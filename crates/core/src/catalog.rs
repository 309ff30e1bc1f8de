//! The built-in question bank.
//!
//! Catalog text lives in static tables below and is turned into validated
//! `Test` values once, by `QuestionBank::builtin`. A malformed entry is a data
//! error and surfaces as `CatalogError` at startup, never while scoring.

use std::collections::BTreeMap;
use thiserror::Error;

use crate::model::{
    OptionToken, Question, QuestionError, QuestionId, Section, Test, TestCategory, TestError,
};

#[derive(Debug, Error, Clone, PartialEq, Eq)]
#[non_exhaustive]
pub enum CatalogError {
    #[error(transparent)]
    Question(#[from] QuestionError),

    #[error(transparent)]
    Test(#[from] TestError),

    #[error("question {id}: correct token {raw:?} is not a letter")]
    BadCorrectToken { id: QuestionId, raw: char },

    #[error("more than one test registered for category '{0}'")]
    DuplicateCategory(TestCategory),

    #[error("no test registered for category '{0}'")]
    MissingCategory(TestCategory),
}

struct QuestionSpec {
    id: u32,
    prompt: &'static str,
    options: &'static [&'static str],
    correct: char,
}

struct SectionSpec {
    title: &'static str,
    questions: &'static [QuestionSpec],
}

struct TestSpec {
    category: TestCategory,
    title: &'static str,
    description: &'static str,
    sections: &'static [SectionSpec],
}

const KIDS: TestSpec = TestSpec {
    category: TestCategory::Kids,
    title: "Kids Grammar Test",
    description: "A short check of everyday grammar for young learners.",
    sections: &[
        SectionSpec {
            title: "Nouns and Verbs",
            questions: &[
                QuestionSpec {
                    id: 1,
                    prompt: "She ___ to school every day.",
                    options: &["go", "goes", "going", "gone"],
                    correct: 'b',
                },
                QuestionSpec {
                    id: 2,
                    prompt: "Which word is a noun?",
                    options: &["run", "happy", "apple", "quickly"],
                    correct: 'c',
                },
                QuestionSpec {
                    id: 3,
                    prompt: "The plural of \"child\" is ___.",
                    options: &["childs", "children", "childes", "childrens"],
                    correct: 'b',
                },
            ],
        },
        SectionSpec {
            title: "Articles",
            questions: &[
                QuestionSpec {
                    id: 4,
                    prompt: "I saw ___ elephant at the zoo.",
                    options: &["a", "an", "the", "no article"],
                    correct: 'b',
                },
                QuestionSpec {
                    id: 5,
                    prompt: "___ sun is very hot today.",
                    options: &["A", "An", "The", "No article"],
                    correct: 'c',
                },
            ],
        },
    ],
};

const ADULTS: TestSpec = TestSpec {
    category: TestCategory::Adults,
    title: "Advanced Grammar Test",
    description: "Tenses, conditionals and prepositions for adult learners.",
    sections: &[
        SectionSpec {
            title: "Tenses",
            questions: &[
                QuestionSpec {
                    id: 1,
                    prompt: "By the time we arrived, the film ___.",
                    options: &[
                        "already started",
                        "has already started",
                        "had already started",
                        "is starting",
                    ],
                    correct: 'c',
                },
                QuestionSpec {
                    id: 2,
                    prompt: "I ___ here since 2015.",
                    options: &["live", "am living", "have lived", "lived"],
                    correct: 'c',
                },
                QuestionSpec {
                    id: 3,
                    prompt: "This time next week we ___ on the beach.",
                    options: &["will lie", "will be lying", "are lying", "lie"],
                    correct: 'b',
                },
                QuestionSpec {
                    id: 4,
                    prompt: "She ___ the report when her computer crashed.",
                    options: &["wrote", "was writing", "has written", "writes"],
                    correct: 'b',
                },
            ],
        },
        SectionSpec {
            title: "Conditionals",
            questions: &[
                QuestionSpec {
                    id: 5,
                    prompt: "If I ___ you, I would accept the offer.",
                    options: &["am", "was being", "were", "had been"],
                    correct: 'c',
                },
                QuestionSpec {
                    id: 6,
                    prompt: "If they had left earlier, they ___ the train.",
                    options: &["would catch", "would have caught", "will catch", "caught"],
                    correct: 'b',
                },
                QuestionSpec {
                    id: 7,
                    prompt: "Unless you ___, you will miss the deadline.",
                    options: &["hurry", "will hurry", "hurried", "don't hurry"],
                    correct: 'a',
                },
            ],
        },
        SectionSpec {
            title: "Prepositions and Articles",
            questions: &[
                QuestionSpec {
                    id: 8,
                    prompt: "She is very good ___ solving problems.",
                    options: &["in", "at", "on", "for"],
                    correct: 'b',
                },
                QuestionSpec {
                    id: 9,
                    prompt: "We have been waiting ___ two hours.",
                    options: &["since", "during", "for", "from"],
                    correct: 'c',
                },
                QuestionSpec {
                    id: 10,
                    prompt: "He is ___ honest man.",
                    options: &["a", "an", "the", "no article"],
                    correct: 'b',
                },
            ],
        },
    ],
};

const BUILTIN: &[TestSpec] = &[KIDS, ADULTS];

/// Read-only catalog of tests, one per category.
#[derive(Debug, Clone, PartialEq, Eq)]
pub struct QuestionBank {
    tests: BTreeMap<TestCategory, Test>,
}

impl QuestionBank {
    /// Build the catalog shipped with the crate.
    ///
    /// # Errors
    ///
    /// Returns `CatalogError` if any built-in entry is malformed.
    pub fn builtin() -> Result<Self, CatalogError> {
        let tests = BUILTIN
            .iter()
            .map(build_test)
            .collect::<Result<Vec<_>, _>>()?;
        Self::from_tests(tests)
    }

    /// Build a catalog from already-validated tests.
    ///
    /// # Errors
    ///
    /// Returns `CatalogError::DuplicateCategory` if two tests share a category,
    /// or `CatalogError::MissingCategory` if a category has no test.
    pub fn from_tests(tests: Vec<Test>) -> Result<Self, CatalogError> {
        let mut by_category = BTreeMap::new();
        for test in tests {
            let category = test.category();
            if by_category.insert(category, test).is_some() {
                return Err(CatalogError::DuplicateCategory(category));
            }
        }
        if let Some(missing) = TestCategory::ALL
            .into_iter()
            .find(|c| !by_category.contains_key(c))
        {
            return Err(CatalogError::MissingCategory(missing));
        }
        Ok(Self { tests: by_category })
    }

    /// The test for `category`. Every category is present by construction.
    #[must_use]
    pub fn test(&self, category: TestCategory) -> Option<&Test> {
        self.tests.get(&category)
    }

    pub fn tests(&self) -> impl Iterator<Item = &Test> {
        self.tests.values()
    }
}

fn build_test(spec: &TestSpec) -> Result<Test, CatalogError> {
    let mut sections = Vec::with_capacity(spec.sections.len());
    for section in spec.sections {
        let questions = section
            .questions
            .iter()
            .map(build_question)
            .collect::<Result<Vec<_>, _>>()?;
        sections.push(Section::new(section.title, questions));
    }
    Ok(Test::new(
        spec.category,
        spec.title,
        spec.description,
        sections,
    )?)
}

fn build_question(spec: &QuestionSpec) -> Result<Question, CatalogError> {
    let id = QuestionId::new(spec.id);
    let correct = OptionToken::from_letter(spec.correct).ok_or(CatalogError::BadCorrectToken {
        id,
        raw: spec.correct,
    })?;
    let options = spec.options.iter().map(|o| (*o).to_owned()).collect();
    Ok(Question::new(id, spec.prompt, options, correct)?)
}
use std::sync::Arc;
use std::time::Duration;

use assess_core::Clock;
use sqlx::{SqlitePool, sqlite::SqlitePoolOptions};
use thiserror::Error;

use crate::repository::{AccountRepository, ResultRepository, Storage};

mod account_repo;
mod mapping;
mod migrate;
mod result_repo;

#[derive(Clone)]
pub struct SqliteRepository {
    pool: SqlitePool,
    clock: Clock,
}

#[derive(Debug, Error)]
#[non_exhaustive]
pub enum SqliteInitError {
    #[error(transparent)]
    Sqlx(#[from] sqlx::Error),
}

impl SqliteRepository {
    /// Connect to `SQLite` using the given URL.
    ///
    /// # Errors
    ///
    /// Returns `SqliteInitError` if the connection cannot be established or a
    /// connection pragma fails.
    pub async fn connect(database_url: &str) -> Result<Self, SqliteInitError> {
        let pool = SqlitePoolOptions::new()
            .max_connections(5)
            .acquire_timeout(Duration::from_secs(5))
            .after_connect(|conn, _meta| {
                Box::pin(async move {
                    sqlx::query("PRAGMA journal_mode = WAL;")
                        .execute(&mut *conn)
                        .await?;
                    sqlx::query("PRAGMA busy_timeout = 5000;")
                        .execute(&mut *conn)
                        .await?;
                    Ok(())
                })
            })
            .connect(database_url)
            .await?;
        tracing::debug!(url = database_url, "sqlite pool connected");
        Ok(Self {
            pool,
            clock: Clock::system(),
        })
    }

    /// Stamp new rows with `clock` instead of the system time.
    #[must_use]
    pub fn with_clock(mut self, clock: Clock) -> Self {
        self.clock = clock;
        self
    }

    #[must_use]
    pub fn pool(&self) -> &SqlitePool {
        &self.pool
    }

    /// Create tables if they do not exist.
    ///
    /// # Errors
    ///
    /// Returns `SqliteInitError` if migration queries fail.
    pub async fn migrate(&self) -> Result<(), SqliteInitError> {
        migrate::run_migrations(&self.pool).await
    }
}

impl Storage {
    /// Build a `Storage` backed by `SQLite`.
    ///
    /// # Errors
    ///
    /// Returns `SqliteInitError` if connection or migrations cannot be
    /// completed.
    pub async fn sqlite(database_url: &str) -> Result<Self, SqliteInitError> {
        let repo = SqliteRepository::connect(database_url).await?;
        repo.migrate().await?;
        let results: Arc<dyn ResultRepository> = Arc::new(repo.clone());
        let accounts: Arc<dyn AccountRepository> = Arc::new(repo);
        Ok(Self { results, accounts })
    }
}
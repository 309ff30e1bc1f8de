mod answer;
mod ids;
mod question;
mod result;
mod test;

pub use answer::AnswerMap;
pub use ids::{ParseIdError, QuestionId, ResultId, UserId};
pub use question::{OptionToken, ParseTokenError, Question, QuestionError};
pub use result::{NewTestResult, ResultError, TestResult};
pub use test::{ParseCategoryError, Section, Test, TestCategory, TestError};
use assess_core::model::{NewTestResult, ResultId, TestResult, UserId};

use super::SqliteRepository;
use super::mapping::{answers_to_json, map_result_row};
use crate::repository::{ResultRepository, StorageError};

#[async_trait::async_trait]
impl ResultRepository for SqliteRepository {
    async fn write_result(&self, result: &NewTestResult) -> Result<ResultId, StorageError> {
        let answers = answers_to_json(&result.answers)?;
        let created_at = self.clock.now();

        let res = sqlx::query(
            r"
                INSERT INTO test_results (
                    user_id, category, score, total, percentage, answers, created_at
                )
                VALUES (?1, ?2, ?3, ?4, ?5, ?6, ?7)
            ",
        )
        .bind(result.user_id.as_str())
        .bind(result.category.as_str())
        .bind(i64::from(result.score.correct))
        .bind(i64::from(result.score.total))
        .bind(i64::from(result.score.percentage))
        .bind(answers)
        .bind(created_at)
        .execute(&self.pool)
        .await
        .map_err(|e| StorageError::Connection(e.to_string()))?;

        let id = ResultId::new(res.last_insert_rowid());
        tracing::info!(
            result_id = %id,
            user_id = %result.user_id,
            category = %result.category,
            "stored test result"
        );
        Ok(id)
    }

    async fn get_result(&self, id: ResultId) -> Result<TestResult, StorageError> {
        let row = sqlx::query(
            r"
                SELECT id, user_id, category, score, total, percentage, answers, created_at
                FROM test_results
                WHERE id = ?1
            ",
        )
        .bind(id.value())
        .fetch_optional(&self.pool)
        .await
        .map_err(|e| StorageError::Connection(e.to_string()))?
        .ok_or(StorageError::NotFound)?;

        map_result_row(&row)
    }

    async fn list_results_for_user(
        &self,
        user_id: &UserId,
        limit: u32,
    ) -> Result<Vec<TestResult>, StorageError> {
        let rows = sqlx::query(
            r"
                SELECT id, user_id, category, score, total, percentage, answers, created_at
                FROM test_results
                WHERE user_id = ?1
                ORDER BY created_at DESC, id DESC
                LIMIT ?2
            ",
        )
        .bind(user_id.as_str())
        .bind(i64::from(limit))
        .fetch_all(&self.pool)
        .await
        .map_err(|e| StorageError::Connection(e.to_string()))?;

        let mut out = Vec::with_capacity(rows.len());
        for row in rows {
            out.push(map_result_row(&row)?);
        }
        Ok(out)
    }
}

***

■ **Required action**:
Each line in the listing that contains "BTreeMap" should be returned.

■ **Output of the task**:
use std::collections::BTreeMap;
    tests: BTreeMap<TestCategory, Test>,
        let mut by_category = BTreeMap::new();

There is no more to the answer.